NBCD pharmacokinetics and bioanalytical methods to measure drug release

Abstract

A primary regulatory challenge for generics of non-biological complex drugs (NBCDs) (i.e., NBCD similars or nanosimilars) is evaluation of bioequivalence (i.e., pharmacokinetic equivalence). NBCD pharmacokinetics are highly dependent upon drug release kinetics and dynamic tissue distribution, with the simultaneous existence of both NBCD encapsulated (e.g., bound) and unencapsulated (e.g. free) forms of the active pharmaceutical ingredient (API). For this reason, regulators have focused on the importance of evaluation of NBCD drug release, and the pharmacokinetics of both the encapsulated and unencapsulated forms of the API, which is challenging from a bioanalytical perspective. While many separation methods are currently available to evaluate drug release from NBCD formulations and measure encapsulated/unencapsulated forms of the API, including both direct and indirect methods, the most appropriate method for any particular NBCD type ultimately depends upon a combination of existing experience, scientific intuition, and trial and error.

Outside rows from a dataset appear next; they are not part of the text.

//! Constants for data generation, rendering, and process exit codes.

/// Seed of the random source when none is given.
pub const DEFAULT_SEED: u64 = 42;

/// Lower bound of the uniform x draw.
pub const X_MIN: f64 = -3.0;

/// Upper bound (exclusive) of the uniform x draw.
pub const X_MAX: f64 = 3.0;

/// Number of rows shown by the table preview.
pub const PREVIEW_ROWS: usize = 10;

/// Decimal places used when reporting the correlation coefficient.
pub const CORRELATION_DECIMALS: usize = 3;

/// Fraction of the data range added on each side of a plot axis.
pub const PLOT_PADDING: f64 = 0.05;

/// Opacity of scatter points in rendered figures.
pub const POINT_OPACITY: f64 = 0.6;

/// Scatter plot title.
pub const PLOT_TITLE: &str = "y vs x (linear model with noise)";

/// Horizontal axis label.
pub const X_LABEL: &str = "x";

/// Vertical axis label.
pub const Y_LABEL: &str = "y";

/// Process exit codes.
pub mod exit_codes {
    /// Successful execution.
    pub const SUCCESS: i32 = 0;
    /// Generic error (I/O, rendering).
    pub const ERROR_GENERIC: i32 = 1;
    /// The correlation was undefined for the generated data.
    pub const ERROR_DEGENERATE: i32 = 3;
    /// Invalid configuration or parameter value.
    pub const ERROR_CONFIG: i32 = 4;
    /// Cancelled by the user (Ctrl+C).
    pub const ERROR_CANCELED: i32 = 130;
}
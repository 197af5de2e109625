//! # corrlab-tui
//!
//! Interactive correlation dashboard using ratatui with Elm architecture.
//! Sliders drive the notebook; every recomputed cell is redrawn and logged.

pub mod bridge;
pub mod footer;
pub mod header;
pub mod keymap;
pub mod logs;
pub mod messages;
pub mod model;
pub mod report;
pub mod scatter;
pub mod sliders;
pub mod sparkline;
pub mod styles;
pub mod table;

pub use bridge::TuiBridgeObserver;
pub use logs::LogScrollState;
pub use messages::TuiMessage;
pub use model::TuiApp;
pub use sparkline::HistoryBuffer;
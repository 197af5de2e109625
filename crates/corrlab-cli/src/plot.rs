//! SVG rendering of the scatter figure with plotters.

use std::path::Path;

use plotters::coord::Shift;
use plotters::prelude::*;

use corrlab_core::constants::POINT_OPACITY;
use corrlab_core::plot::ScatterPlot;

/// Output size in pixels.
pub const SVG_SIZE: (u32, u32) = (800, 600);

const POINT_RADIUS: i32 = 3;

/// Errors raised while drawing a figure.
#[derive(Debug, thiserror::Error)]
pub enum PlotError {
    #[error("failed to draw plot: {0}")]
    Draw(String),
}

fn draw_err<E: std::fmt::Display>(err: E) -> PlotError {
    PlotError::Draw(err.to_string())
}

/// Render the figure to an SVG file.
pub fn render_svg(path: &Path, plot: &ScatterPlot) -> Result<(), PlotError> {
    let root = SVGBackend::new(path, SVG_SIZE).into_drawing_area();
    draw(&root, plot)
}

/// Render the figure to an SVG document in memory.
pub fn render_svg_string(plot: &ScatterPlot) -> Result<String, PlotError> {
    let mut svg = String::new();
    {
        let root = SVGBackend::with_string(&mut svg, SVG_SIZE).into_drawing_area();
        draw(&root, plot)?;
    }
    Ok(svg)
}

fn draw<DB: DrawingBackend>(
    root: &DrawingArea<DB, Shift>,
    plot: &ScatterPlot,
) -> Result<(), PlotError> {
    root.fill(&WHITE).map_err(draw_err)?;

    let mut chart = ChartBuilder::on(root)
        .caption(plot.title, ("sans-serif", 22))
        .margin(10)
        .x_label_area_size(40)
        .y_label_area_size(50)
        .build_cartesian_2d(
            plot.x_bounds[0]..plot.x_bounds[1],
            plot.y_bounds[0]..plot.y_bounds[1],
        )
        .map_err(draw_err)?;

    chart
        .configure_mesh()
        .x_desc(plot.x_label)
        .y_desc(plot.y_label)
        .draw()
        .map_err(draw_err)?;

    let point_style = BLUE.mix(POINT_OPACITY).filled();
    chart
        .draw_series(
            plot.points
                .iter()
                .map(|&(x, y)| Circle::new((x, y), POINT_RADIUS, point_style)),
        )
        .map_err(draw_err)?;

    root.present().map_err(draw_err)?;
    Ok(())
}

#[cfg(test)]
mod tests {
    use super::*;
    use corrlab_core::dataset::generate_seeded;
    use corrlab_core::params::Params;

    fn figure() -> ScatterPlot {
        let params = Params::new(50, 2.0, 1.0).unwrap();
        ScatterPlot::from_dataset(&generate_seeded(&params, 42))
    }

    #[test]
    fn svg_string_has_one_circle_per_point() {
        let svg = render_svg_string(&figure()).unwrap();
        assert!(svg.contains("<svg"));
        assert!(svg.contains("y vs x (linear model with noise)"));
        assert_eq!(svg.matches("<circle").count(), 50);
    }

    #[test]
    fn svg_file_is_written() {
        let dir = tempfile::tempdir().unwrap();
        let path = dir.path().join("scatter.svg");
        render_svg(&path, &figure()).unwrap();
        let content = std::fs::read_to_string(&path).unwrap();
        assert!(content.contains("</svg>"));
    }

    #[test]
    fn missing_directory_is_an_error() {
        let dir = tempfile::tempdir().unwrap();
        let path = dir.path().join("no").join("such").join("scatter.svg");
        assert!(render_svg(&path, &figure()).is_err());
    }
}
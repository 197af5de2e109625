//! Sweep progress bar.

use indicatif::{ProgressBar, ProgressStyle};

use corrlab_pipeline::interfaces::ProgressReporter;

const TEMPLATE: &str = "{spinner:.green} [{bar:40.cyan/blue}] {pos}/{len} trials ({eta})";

/// Progress reporter backed by an indicatif bar on stderr.
pub struct CLIProgressReporter {
    bar: ProgressBar,
}

impl CLIProgressReporter {
    /// A visible bar, or a hidden one when `quiet`.
    #[must_use]
    pub fn new(quiet: bool) -> Self {
        let bar = if quiet {
            ProgressBar::hidden()
        } else {
            let style = ProgressStyle::default_bar()
                .template(TEMPLATE)
                .map(|s| s.progress_chars("=>-"))
                .unwrap_or_else(|_| ProgressStyle::default_bar());
            let bar = ProgressBar::new(0);
            bar.set_style(style);
            bar
        };
        Self { bar }
    }

    /// Current bar position.
    #[must_use]
    pub fn position(&self) -> u64 {
        self.bar.position()
    }
}

impl ProgressReporter for CLIProgressReporter {
    fn report(&self, completed: usize, total: usize) {
        self.bar.set_length(total as u64);
        // Trials finish out of order on the pool; never move backwards.
        if completed as u64 > self.bar.position() {
            self.bar.set_position(completed as u64);
        }
    }

    fn complete(&self) {
        self.bar.finish_and_clear();
    }
}
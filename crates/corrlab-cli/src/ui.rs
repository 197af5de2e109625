//! Terminal styling for CLI display.

use console::style;

use corrlab_core::markdown::{styled_lines, LineKind, BULLET};

/// Check if color output is disabled via `NO_COLOR` env var.
#[must_use]
pub fn is_color_disabled() -> bool {
    std::env::var("NO_COLOR").is_ok()
}

/// Print a styled header.
pub fn print_header(text: &str) {
    if is_color_disabled() {
        println!("=== {text} ===");
    } else {
        println!("{}", style(format!("=== {text} ===")).bold().cyan());
    }
}

/// Print a success message.
pub fn print_success(text: &str) {
    if is_color_disabled() {
        println!("[OK] {text}");
    } else {
        println!("{} {text}", style("[OK]").green().bold());
    }
}

/// Print an error message to stderr.
pub fn print_error(text: &str) {
    if is_color_disabled() {
        eprintln!("[ERROR] {text}");
    } else {
        eprintln!("{} {text}", style("[ERROR]").red().bold());
    }
}

/// Render the markdown summary for a terminal.
///
/// Headings and strong spans lose their markup, list items get a bullet.
/// With `colored`, headings print bold cyan and strong spans bold.
#[must_use]
pub fn render_markdown(markdown: &str, colored: bool) -> String {
    let mut out = String::with_capacity(markdown.len());
    for line in styled_lines(markdown) {
        match line.kind {
            LineKind::Heading if colored => {
                out.push_str(&style(line.text()).bold().cyan().to_string());
            }
            LineKind::Heading => out.push_str(&line.text()),
            LineKind::Blank => {}
            LineKind::Item | LineKind::Paragraph => {
                if line.kind == LineKind::Item {
                    out.push_str(BULLET);
                }
                for run in &line.runs {
                    if run.strong && colored {
                        out.push_str(&style(&run.text).bold().to_string());
                    } else {
                        out.push_str(&run.text);
                    }
                }
            }
        }
        out.push('\n');
    }
    out
}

Presently, the available separation techniques have arisen from repurposing of small molecule preparatory and protein binding methods, none of which adequately address all concerns, such as the problems of process-induced drug release and accurate determination of unbound drug. This chapter will review the existing regulatory guidance for NBCD generic bioequivalence, as well as methods to evaluate NBCD drug release and pharmacokinetics.